Cathie Wood invests in speculative stocks that don’t always pan out, as 2022 showed. The chief of Ark Investment Management watched her firm outperform in 2021, though last year saw a sharp deceleration in interest in various hough-growth names. Indeed, her firm’s top 10 holdings all lost significant amounts of value. Accordingly, it’s become more and more clear that these Cathie Wood stocks are volatile bets, and should be treated as such.
However, after a dismal 2022, these Cathie Wood stocks are rebounding nicely. Wood appears to be undeterred by short-term market gyrations, focusing instead on the long-term growth these young companies provide.
There is some logic behind investing in growth right now. Rate hikes have slowed drastically, meaning Wood’s 5-year investment horizon could yield substantial returns. Cyclicality ensures that a favorable environment for these Cathie Wood stocks should return some time over this period. Thus, this could be the year to start taking a look at some of her top holdings.
Beam Therapeutics (BEAM)
Beam Therapeutics (NASDAQ:BEAM) is often discussed viewed as a CRISPR technology and genetic editing play.
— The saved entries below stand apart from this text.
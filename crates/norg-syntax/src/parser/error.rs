//! Parse failures.
//!
//! Every error aborts the whole parse. Heading boundaries decide what nests
//! inside what, so a tree built around a bad token could put content under
//! the wrong heading; callers get an error with a position instead.

use rowan::TextSize;
use thiserror::Error;

use crate::syntax_kind::SyntaxKind;

#[derive(Debug, Clone, PartialEq, Eq, Error)]
pub enum ParseError {
    #[error("level {level} heading at offset {offset:?} has no title, found {found:?}")]
    MalformedHeading {
        level: u8,
        offset: TextSize,
        found: SyntaxKind,
    },

    #[error("escape at offset {offset:?} is not followed by a character")]
    DanglingEscape { offset: TextSize },

    #[error("unexpected {kind:?} at offset {offset:?}")]
    UnrecognizedToken { kind: SyntaxKind, offset: TextSize },

    #[error("nesting depth {depth} at offset {offset:?} exceeds the limit of {limit}")]
    DepthLimitExceeded {
        depth: usize,
        limit: usize,
        offset: TextSize,
    },
}

impl ParseError {
    /// Byte offset into the source where the problem was detected.
    pub fn offset(&self) -> TextSize {
        match self {
            ParseError::MalformedHeading { offset, .. }
            | ParseError::DanglingEscape { offset }
            | ParseError::UnrecognizedToken { offset, .. }
            | ParseError::DepthLimitExceeded { offset, .. } => *offset,
        }
    }

    /// Zero-based line and column (in chars) of the error within `source`.
    pub fn line_col(&self, source: &str) -> (usize, usize) {
        let offset = usize::from(self.offset()).min(source.len());
        let before = source.get(..offset).unwrap_or(source);
        let line = before.matches('\n').count();
        let line_start = before.rfind('\n').map_or(0, |nl| nl + 1);
        (line, before[line_start..].chars().count())
    }
}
However, Beam Therapeutics has developed a technology called base editing, which is slightly different from CRISPR.
CRISPR Cas-9 editing can result in unwanted effects, due to double-strand breaks. Base editing avoids double-strand breaks, thereby reducing potential errors and unwanted effects. It is a technology that’s in development, thought it’s also an upward iteration of the technology that promises to change medicine.
The promise is one-time cures and therapies, and the ability to knock out defective genes in rare diseases, reversing their symptoms. In time, there’s reason to believe base editing could result in rapidly-programmable precision medicines. Imagine a future in which specific diseases’ genetic defects are readily-identifiable and easily corrected. That’s the promise investors like Cathie Wood see in BEAM stock.
The science is not yet at that level, though, and Beam Therapeutics lost more than a quarter of a billion dollars in 2022. It has $1.1 billion in liquidity, meaning this company has a few years of runway left to provide the returns Wood believes is possible.
Ginkgo Bioworks (DNA)
Ginkgo Bioworks (NYSE:DNA) is another stock related to cell programming, like Beam Therapeutics. However, unlike Beam Therapeutics, Ginkgo Bioworks isn’t working to apply cell programming to human diseases.
Instead, Ginkgo Bioworks is focused on multiple industries as diverse as agriculture, chemicals, and pharmaceuticals. It’s kind of like biotechnology for all other fields outside of disease.
The pharmaceutical industry is Ginkgo Bioworks’ largest customer, representing its most significant future opportunity. The company’s heart is its foundry platform that allows it to scale synthetic biology programs for its customers. These so-called Cell Programs will increase rapidly in 2022. The company added 59 in the year, and 20 in the fourth quarter alone. These 59 new programs represented 90% growth on a year-over-year basis.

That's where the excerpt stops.